Given entries »
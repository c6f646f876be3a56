//! Function declarations
//!
//! A declaration registers a [`UserFunction`] whose body callback runs the
//! parsed statements against whichever interpreter calls it. Parameters are
//! scoped bindings; call depth is bounded by the interpreter.

use std::sync::Arc;

use super::{execute_statements, Control};
use crate::executor::errors::ScriptError;
use crate::executor::interp::Interpreter;
use crate::executor::types::{FunctionBody, UserFunction, Val};
use crate::parser::FunctionDecl;

pub fn declare(interp: &mut Interpreter<'_>, decl: &FunctionDecl) {
    let body = Arc::new(decl.body.clone());
    let params = decl.params.clone();

    let callback: FunctionBody = Arc::new(
        move |interp: &mut Interpreter<'_>, args: Vec<Val>| -> Result<Val, ScriptError> {
            let saved = interp.ctx.save_bindings(&params);
            for (i, param) in params.iter().enumerate() {
                interp
                    .ctx
                    .set(param.clone(), args.get(i).cloned().unwrap_or_default());
            }
            let result = execute_statements(interp, &body);
            interp.ctx.restore_bindings(saved);

            match result? {
                Control::Return(value) => Ok(value.unwrap_or_default()),
                _ => Ok(Val::Undefined),
            }
        },
    );

    tracing::trace!(function = %decl.name, "Declaring function");
    interp.ctx.define_function(UserFunction {
        name: decl.name.clone(),
        params: decl.params.clone(),
        body: callback,
    });
}
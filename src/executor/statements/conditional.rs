//! `if` / `else if` / `else`

use super::{execute_statements, Control};
use crate::executor::errors::ScriptError;
use crate::executor::interp::Interpreter;
use crate::parser::IfBlock;

/// Conditions are tested in order; the first truthy one runs its body.
pub fn execute_if(interp: &mut Interpreter<'_>, block: &IfBlock) -> Result<Control, ScriptError> {
    if interp.evaluate(&block.condition)?.is_truthy() {
        return execute_statements(interp, &block.body);
    }
    for (condition, body) in &block.else_ifs {
        if interp.evaluate(condition)?.is_truthy() {
            return execute_statements(interp, body);
        }
    }
    match &block.else_body {
        Some(body) => execute_statements(interp, body),
        None => Ok(Control::None),
    }
}
//! Core types for the script executor
//!
//! Organized into separate modules by concern:
//! - `ast`: expression syntax tree
//! - `values`: runtime value types
//! - `ops`: operator semantics shared by both evaluators
//! - `context`: the mutable per-render script context

pub mod ast;
pub mod context;
pub mod ops;
pub mod values;

pub use ast::{ArrowBody, BinaryOp, Expr, LogicalOp, TemplatePart, UnaryOp};
pub use context::{ContextDelta, FunctionBody, SavedBindings, ScriptContext, UserFunction};
pub use values::{Closure, Val};
impl StatementParser {
    pub fn new(classifier: Arc<StatementClassifier>) -> Self {
        Self {
            classifier,
            max_depth: DEFAULT_MAX_NESTING,
        }
    }

    pub fn with_max_depth(mut self, max_depth: usize) -> Self {
        self.max_depth = max_depth;
        self
    }

    pub fn classifier(&self) -> &StatementClassifier {
        &self.classifier
    }

    /// Parse a block of code into a statement tree.
    pub fn parse_statements(&self, code: &str) -> ParseResult<Vec<Statement>> {
        self.parse_range(code, 0, code.len(), 0)
    }

    /// Parse a pre-split statement list whose constructs may span entries.
    pub fn parse_statement_list<S: AsRef<str>>(&self, entries: &[S]) -> ParseResult<Vec<Statement>> {
        self.parse_statements(&join_statement_list(entries))
    }

    fn parse_range(&self, src: &str, start: usize, end: usize, depth: usize) -> ParseResult<Vec<Statement>> {
        if depth > self.max_depth {
            return Err(ParseFailure::TooDeep {
                limit: self.max_depth,
            });
        }
        let mut out = Vec::new();
        let mut pos = start;
        loop {
            pos = skip_separators(src, pos, end);
            if pos >= end {
                return Ok(out);
            }
            pos = self.parse_one(src, pos, end, depth, &mut out)?;
        }
    }

    /// Parse the statement starting at `pos`, returning the index just past it.
    fn parse_one(
        &self,
        src: &str,
        pos: usize,
        end: usize,
        depth: usize,
        out: &mut Vec<Statement>,
    ) -> ParseResult<usize> {
        let rest = &src[pos..end];

        if rest.starts_with('{') {
            // bare block: its statements join the enclosing list
            let close = matching(src, pos, end)?;
            out.extend(self.parse_range(src, pos + 1, close, depth + 1)?);
            return Ok(close + 1);
        }
        if let Some(c) = rest.chars().next().filter(|c| matches!(c, '}' | ')' | ']')) {
            return Err(ParseFailure::UnexpectedToken {
                found: c.to_string(),
                offset: pos,
            });
        }

        if starts_with_word(rest, "if") {
            return self.parse_if(src, pos, end, depth, out);
        }
        if starts_with_word(rest, "for") {
            return self.parse_for(src, pos, end, depth, out);
        }
        if starts_with_word(rest, "while") {
            return self.parse_while(src, pos, end, depth, out);
        }
        if starts_with_word(rest, "try") {
            return self.parse_try(src, pos, end, depth, out);
        }
        if starts_with_word(rest, "function") || is_async_function(rest) {
            return self.parse_function(src, pos, end, depth, out);
        }
        for (keyword, expected) in [("else", "if"), ("catch", "try"), ("finally", "try")] {
            if starts_with_word(rest, keyword) {
                return Err(ParseFailure::Dangling { keyword, expected });
            }
        }

        let stmt_end = simple_end(src, pos, end);
        let text = src[pos..stmt_end].trim();
        out.push(Statement::Simple(SourceStatement {
            text: text.to_string(),
            kind: self.classifier.classify(text),
            line: line_of(src, pos),
        }));
        Ok(stmt_end)
    }

    /// Body of a construct: a braced block, a lone `;`, or one statement.
    fn parse_body(
        &self,
        src: &str,
        pos: usize,
        end: usize,
        depth: usize,
        construct: &'static str,
    ) -> ParseResult<(Vec<Statement>, usize)> {
        let p = skip_blank(src, pos, end);
        if p >= end {
            return Err(ParseFailure::MissingBody { construct });
        }
        match src.as_bytes()[p] {
            b'{' => {
                let close = matching(src, p, end)?;
                let body = self.parse_range(src, p + 1, close, depth + 1)?;
                Ok((body, close + 1))
            }
            b';' => Ok((Vec::new(), p + 1)),
            _ => {
                if depth + 1 > self.max_depth {
                    return Err(ParseFailure::TooDeep {
                        limit: self.max_depth,
                    });
                }
                let mut body = Vec::new();
                let next = self.parse_one(src, p, end, depth + 1, &mut body)?;
                Ok((body, next))
            }
        }
    }

    /// A body that must be braced (`try`, `catch`, `finally`, `function`).
    fn parse_braced(
        &self,
        src: &str,
        pos: usize,
        end: usize,
        depth: usize,
        construct: &'static str,
    ) -> ParseResult<(Vec<Statement>, usize)> {
        let p = skip_blank(src, pos, end);
        if p >= end || src.as_bytes()[p] != b'{' {
            return Err(ParseFailure::MissingBody { construct });
        }
        let close = matching(src, p, end)?;
        let body = self.parse_range(src, p + 1, close, depth + 1)?;
        Ok((body, close + 1))
    }

    /* ----- constructs ----- */

    fn parse_if(
        &self,
        src: &str,
        pos: usize,
        end: usize,
        depth: usize,
        out: &mut Vec<Statement>,
    ) -> ParseResult<usize> {
        let (condition, p) = paren_group(src, pos + "if".len(), end, "if", true)?;
        let (body, mut p) = self.parse_body(src, p, end, depth, "if")?;
        let mut block = IfBlock {
            condition,
            body,
            else_ifs: Vec::new(),
            else_body: None,
        };

        loop {
            let q = skip_separators(src, p, end);
            if q >= end || !starts_with_word(&src[q..end], "else") {
                break;
            }
            let after_else = skip_blank(src, q + "else".len(), end);
            if after_else < end && starts_with_word(&src[after_else..end], "if") {
                let (cond, r) = paren_group(src, after_else + "if".len(), end, "else if", true)?;
                let (body, r) = self.parse_body(src, r, end, depth, "else if")?;
                block.else_ifs.push((cond, body));
                p = r;
            } else {
                let (body, r) = self.parse_body(src, q + "else".len(), end, depth, "else")?;
                block.else_body = Some(body);
                p = r;
                break;
            }
        }

        out.push(Statement::If(block));
        Ok(p)
    }

    fn parse_for(
        &self,
        src: &str,
        pos: usize,
        end: usize,
        depth: usize,
        out: &mut Vec<Statement>,
    ) -> ParseResult<usize> {
        let (header, p) = paren_group(src, pos + "for".len(), end, "for", false)?;
        let kind = parse_loop_header(&header)?;
        let (body, p) = self.parse_body(src, p, end, depth, "for")?;
        out.push(Statement::Loop(LoopBlock { kind, header, body }));
        Ok(p)
    }

    fn parse_while(
        &self,
        src: &str,
        pos: usize,
        end: usize,
        depth: usize,
        out: &mut Vec<Statement>,
    ) -> ParseResult<usize> {
        let (test, p) = paren_group(src, pos + "while".len(), end, "while", true)?;
        let (body, p) = self.parse_body(src, p, end, depth, "while")?;
        out.push(Statement::Loop(LoopBlock {
            kind: LoopKind::While { test: test.clone() },
            header: test,
            body,
        }));
        Ok(p)
    }

    fn parse_try(
        &self,
        src: &str,
        pos: usize,
        end: usize,
        depth: usize,
        out: &mut Vec<Statement>,
    ) -> ParseResult<usize> {
        let (body, mut p) = self.parse_braced(src, pos + "try".len(), end, depth, "try")?;
        let mut block = TryBlock {
            body,
            catch_var: None,
            catch_body: None,
            finally_body: None,
        };

        let q = skip_separators(src, p, end);
        if q < end && starts_with_word(&src[q..end], "catch") {
            let mut r = skip_blank(src, q + "catch".len(), end);
            if r < end && src.as_bytes()[r] == b'(' {
                let close = matching(src, r, end)?;
                let var = src[r + 1..close].trim();
                if !var.is_empty() {
                    if !is_identifier(var) {
                        return Err(ParseFailure::InvalidHeader {
                            construct: "catch",
                            header: var.to_string(),
                        });
                    }
                    block.catch_var = Some(var.to_string());
                }
                r = close + 1;
            }
            let (catch_body, r) = self.parse_braced(src, r, end, depth, "catch")?;
            block.catch_body = Some(catch_body);
            p = r;
        }

        let q = skip_separators(src, p, end);
        if q < end && starts_with_word(&src[q..end], "finally") {
            let (finally_body, r) = self.parse_braced(src, q + "finally".len(), end, depth, "finally")?;
            block.finally_body = Some(finally_body);
            p = r;
        }

        if block.catch_body.is_none() && block.finally_body.is_none() {
            return Err(ParseFailure::MissingHandler);
        }
        out.push(Statement::Try(block));
        Ok(p)
    }

    fn parse_function(
        &self,
        src: &str,
        pos: usize,
        end: usize,
        depth: usize,
        out: &mut Vec<Statement>,
    ) -> ParseResult<usize> {
        let mut p = pos;
        if starts_with_word(&src[p..end], "async") {
            p = skip_blank(src, p + "async".len(), end);
        }
        p = skip_blank(src, p + "function".len(), end);

        let name_len = src[p..end]
            .char_indices()
            .find(|&(_, c)| !is_ident_char(c))
            .map(|(i, _)| i)
            .unwrap_or(end - p);
        let name = &src[p..p + name_len];
        if !is_identifier(name) {
            let header = src[pos..end].lines().next().unwrap_or_default().trim();
            return Err(ParseFailure::InvalidHeader {
                construct: "function",
                header: header.to_string(),
            });
        }

        let (params_text, p) = paren_group(src, p + name_len, end, "function", false)?;
        let mut params = Vec::new();
        if !params_text.is_empty() {
            for raw in scanner::split_top_level(&params_text, b',') {
                // default values are not supported; keep the name only
                let param = raw.split('=').next().unwrap_or_default().trim();
                if !is_identifier(param) {
                    return Err(ParseFailure::InvalidHeader {
                        construct: "function",
                        header: params_text.clone(),
                    });
                }
                params.push(param.to_string());
            }
        }

        let (body, p) = self.parse_braced(src, p, end, depth, "function")?;
        out.push(Statement::Function(FunctionDecl {
            name: name.to_string(),
            params,
            body,
        }));
        Ok(p)
    }
}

Task details »
Across the listing, tally every line that includes the word "types" and supply the total alone.

Exercise result »
3